- **PROBLEM TO WORK ON**
Beginning with the first line of the data below, reproduce every line unchanged, ending with the line that holds "(full containers, missing".

(Stored data)
// SPDX-License-Identifier: Apache-2.0
// © James Ross Ω FLYING•ROBOTS <https://github.com/flyingrobots>

//! Commands: validated, discrete mutations of the simulator.
//!
//! A command is checked in full by [`Command::validate`] before the service
//! touches the engine, so a rejected command never leaves a partial mutation
//! behind. Failures raised by the engine itself (full containers, missing
//! history) are mapped onto [`CommandErrorKind`] for callers that only need
//! the category.

use std::fmt;
use std::sync::Arc;
use std::time::{SystemTime, UNIX_EPOCH};

use penguin_loop::{EngineError, EngineState, Priority, QueueError, Schedule, TaskSpec};
use serde::{Deserialize, Serialize};
use thiserror::Error;

/// Longest accepted task or snapshot name, in characters.
pub const MAX_NAME_LEN: usize = 128;

/// Largest accepted timer delay in milliseconds (signed 32-bit clamp used by
/// browser timers).
pub const MAX_TIMER_DELAY_MS: u64 = 2_147_483_647;

/// Deepest accepted follow-up nesting, counting the task itself.
pub const MAX_SCHEDULE_DEPTH: usize = 16;

/// A mutation request.
#[derive(Clone, Debug, PartialEq, Eq, Serialize, Deserialize)]
#[serde(tag = "type", rename_all = "kebab-case")]
pub enum Command {
    /// Push a synchronous frame onto the call stack.
    PushFunction {
        /// Frame to push.
        task: TaskSpec,
    },
    /// Pop (and run) the top frame.
    PopFunction,
    /// Queue a microtask.
    EnqueueMicrotask {
        /// Microtask to queue.
        task: TaskSpec,
        /// Lane.
        #[serde(default)]
        priority: Priority,
    },
    /// Queue a macrotask.
    EnqueueMacrotask {
        /// Macrotask to queue.
        task: TaskSpec,
        /// Timer delay in milliseconds.
        #[serde(default)]
        delay: u64,
    },
    /// Advance the engine by one phase transition.
    Tick,
    /// Restore the state recorded at `tick`, discarding everything later.
    Rewind {
        /// Target tick.
        tick: u64,
    },
    /// Pause the run loop after `tick` commits.
    SetBreakpoint {
        /// Breakpoint tick.
        tick: u64,
    },
    /// Remove a breakpoint.
    ClearBreakpoint {
        /// Breakpoint tick.
        tick: u64,
    },
    /// Suspend the run loop.
    Pause,
    /// Resume a paused run loop.
    Resume,
    /// Let the run loop drive ticks.
    Start,
    /// Stop the run loop.
    Stop,
    /// Capture the current engine under `name`.
    CreateSnapshot {
        /// Snapshot name.
        name: String,
    },
    /// Replace the engine with the snapshot called `name`.
    RestoreSnapshot {
        /// Snapshot name.
        name: String,
    },
    /// Forget the snapshot called `name`.
    DeleteSnapshot {
        /// Snapshot name.
        name: String,
    },
    /// Back to tick 0; clears history and snapshots.
    Reset,
}

impl Command {
    /// Stable kebab-case tag, matching the serialized `type` field.
    pub fn kind(&self) -> &'static str {
        match self {
            Self::PushFunction { .. } => "push-function",
            Self::PopFunction => "pop-function",
            Self::EnqueueMicrotask { .. } => "enqueue-microtask",
            Self::EnqueueMacrotask { .. } => "enqueue-macrotask",
            Self::Tick => "tick",
            Self::Rewind { .. } => "rewind",
            Self::SetBreakpoint { .. } => "set-breakpoint",
            Self::ClearBreakpoint { .. } => "clear-breakpoint",
            Self::Pause => "pause",
            Self::Resume => "resume",
            Self::Start => "start",
            Self::Stop => "stop",
            Self::CreateSnapshot { .. } => "create-snapshot",
            Self::RestoreSnapshot { .. } => "restore-snapshot",
            Self::DeleteSnapshot { .. } => "delete-snapshot",
            Self::Reset => "reset",
        }
    }

    /// Rejects malformed payloads. Never looks at engine state.
    pub fn validate(&self) -> Result<(), CommandError> {
        match self {
            Self::PushFunction { task } | Self::EnqueueMicrotask { task, .. } => {
                validate_spec(task)
            }
            Self::EnqueueMacrotask { task, delay } => {
                validate_delay(*delay)?;
                validate_spec(task)
            }
            Self::CreateSnapshot { name }
            | Self::RestoreSnapshot { name }
            | Self::DeleteSnapshot { name } => validate_name("snapshot", name),
            Self::PopFunction
            | Self::Tick
            | Self::Rewind { .. }
            | Self::SetBreakpoint { .. }
            | Self::ClearBreakpoint { .. }
            | Self::Pause
            | Self::Resume
            | Self::Start
            | Self::Stop
            | Self::Reset => Ok(()),
        }
    }
}

fn validate_name(field: &'static str, name: &str) -> Result<(), CommandError> {
    if name.trim().is_empty() {
        return Err(CommandError::EmptyName { field });
    }
    let len = name.chars().count();
    if len > MAX_NAME_LEN {
        return Err(CommandError::NameTooLong {
            field,
            len,
            max: MAX_NAME_LEN,
        });
    }
    Ok(())
}

fn validate_delay(delay: u64) -> Result<(), CommandError> {
    if delay > MAX_TIMER_DELAY_MS {
        return Err(CommandError::DelayTooLarge {
            delay,
            max: MAX_TIMER_DELAY_MS,
        });
    }
    Ok(())
}

fn validate_spec(spec: &TaskSpec) -> Result<(), CommandError> {
    let depth = spec.depth();
    if depth > MAX_SCHEDULE_DEPTH {
        return Err(CommandError::NestingTooDeep {
            depth,
            max: MAX_SCHEDULE_DEPTH,
        });
    }
    validate_tree(spec)
}

fn validate_tree(spec: &TaskSpec) -> Result<(), CommandError> {
    validate_name("task", &spec.name)?;
    for schedule in &spec.schedules {
        if let Schedule::Macrotask { delay, .. } = schedule {
            validate_delay(*delay)?;
        }
        validate_tree(schedule.spec())?;
    }
    Ok(())
}

/// Who sent a command, and when.
#[derive(Clone, Debug, Default, PartialEq, Eq, Serialize, Deserialize)]
pub struct CommandContext {
    /// Milliseconds since the Unix epoch.
    pub timestamp_ms: u64,
    /// Caller identifier, if any.
    #[serde(default)]
    pub caller: Option<String>,
}

impl CommandContext {
    /// Context stamped with the current wall-clock time.
    pub fn now(caller: Option<String>) -> Self {
        let timestamp_ms = SystemTime::now()
            .duration_since(UNIX_EPOCH)
            .map_or(0, |d| u64::try_from(d.as_millis()).unwrap_or(u64::MAX));
        Self {
            timestamp_ms,
            caller,
        }
    }
}

/// Failure category reported in a [`CommandResult`].
#[derive(Clone, Copy, Debug, PartialEq, Eq, Hash, Serialize, Deserialize)]
#[serde(rename_all = "kebab-case")]
pub enum CommandErrorKind {
    /// Malformed payload; nothing was touched.
    Validation,
    /// A container was full.
    Capacity,
    /// Named snapshot or requested tick does not exist.
    NotFound,
    /// The command does not apply to the current state (e.g. popping an
    /// empty stack).
    InvalidState,
    /// The engine failed an internal check.
    Execution,
}

impl CommandErrorKind {
    /// Stable kebab-case label.
    pub fn as_str(self) -> &'static str {
        match self {
            Self::Validation => "validation",
            Self::Capacity => "capacity",
            Self::NotFound => "not-found",
            Self::InvalidState => "invalid-state",
            Self::Execution => "execution",
        }
    }
}

impl fmt::Display for CommandErrorKind {
    fn fmt(&self, f: &mut fmt::Formatter<'_>) -> fmt::Result {
        f.write_str(self.as_str())
    }
}

/// Why a command failed.
#[derive(Debug, Clone, PartialEq, Eq, Error)]
pub enum CommandError {
    /// Name empty after trimming.
    #[error("{field} name must not be empty")]
    EmptyName {
        /// Which name.
        field: &'static str,
    },
    /// Name longer than [`MAX_NAME_LEN`].
    #[error("{field} name is {len} characters long (max {max})")]
    NameTooLong {
        /// Which name.
        field: &'static str,
        /// Actual length in characters.
        len: usize,
        /// Limit.
        max: usize,
    },
    /// Delay above [`MAX_TIMER_DELAY_MS`].
    #[error("delay {delay}ms exceeds {max}ms")]
    DelayTooLarge {
        /// Requested delay.
        delay: u64,
        /// Limit.
        max: u64,
    },
    /// Follow-ups nested deeper than [`MAX_SCHEDULE_DEPTH`].
    #[error("follow-ups nested {depth} deep (max {max})")]
    NestingTooDeep {
        /// Actual depth.
        depth: usize,
        /// Limit.
        max: usize,
    },
    /// No snapshot with that name.
    #[error("no snapshot named {name:?}")]
    UnknownSnapshot {
        /// Requested name.
        name: String,
    },
    /// The engine refused the operation.
    #[error(transparent)]
    Engine(#[from] EngineError),
}

impl CommandError {
    /// Category of this failure.
    pub fn kind(&self) -> CommandErrorKind {
        match self {
            Self::EmptyName { .. }
            | Self::NameTooLong { .. }
            | Self::DelayTooLarge { .. }
            | Self::NestingTooDeep { .. } => CommandErrorKind::Validation,
            Self::UnknownSnapshot { .. } | Self::Engine(EngineError::HistoryUnavailable { .. }) => {
                CommandErrorKind::NotFound
            }
            Self::Engine(EngineError::Queue(err)) if err.is_capacity() => {
                CommandErrorKind::Capacity
            }
            Self::Engine(EngineError::Queue(QueueError::Empty { .. })) => {
                CommandErrorKind::InvalidState
            }
            Self::Engine(_) => CommandErrorKind::Execution,
        }
    }
}

/// Outcome of a dispatched command.
#[derive(Clone, Debug)]
pub struct CommandResult {
    /// Whether the command applied.
    pub success: bool,
    /// State after the command (present on success).
    pub state: Option<Arc<EngineState>>,
    /// Failure category (present on failure).
    pub error: Option<CommandErrorKind>,
    /// Human-readable outcome.
    pub message: String,
}

impl CommandResult {
    /// Successful result carrying the new state.
    pub fn ok(state: Arc<EngineState>, message: impl Into<String>) -> Self {
        Self {
            success: true,
            state: Some(state),
            error: None,
            message: message.into(),
        }
    }

    /// Failed result describing `err`.
    pub fn failed(err: &CommandError) -> Self {
        Self {
            success: false,
            state: None,
            error: Some(err.kind()),
            message: err.to_string(),
        }
    }
}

- **ANSWER**
// SPDX-License-Identifier: Apache-2.0
// © James Ross Ω FLYING•ROBOTS <https://github.com/flyingrobots>

//! Commands: validated, discrete mutations of the simulator.
//!
//! A command is checked in full by [`Command::validate`] before the service
//! touches the engine, so a rejected command never leaves a partial mutation
//! behind. Failures raised by the engine itself (full containers, missing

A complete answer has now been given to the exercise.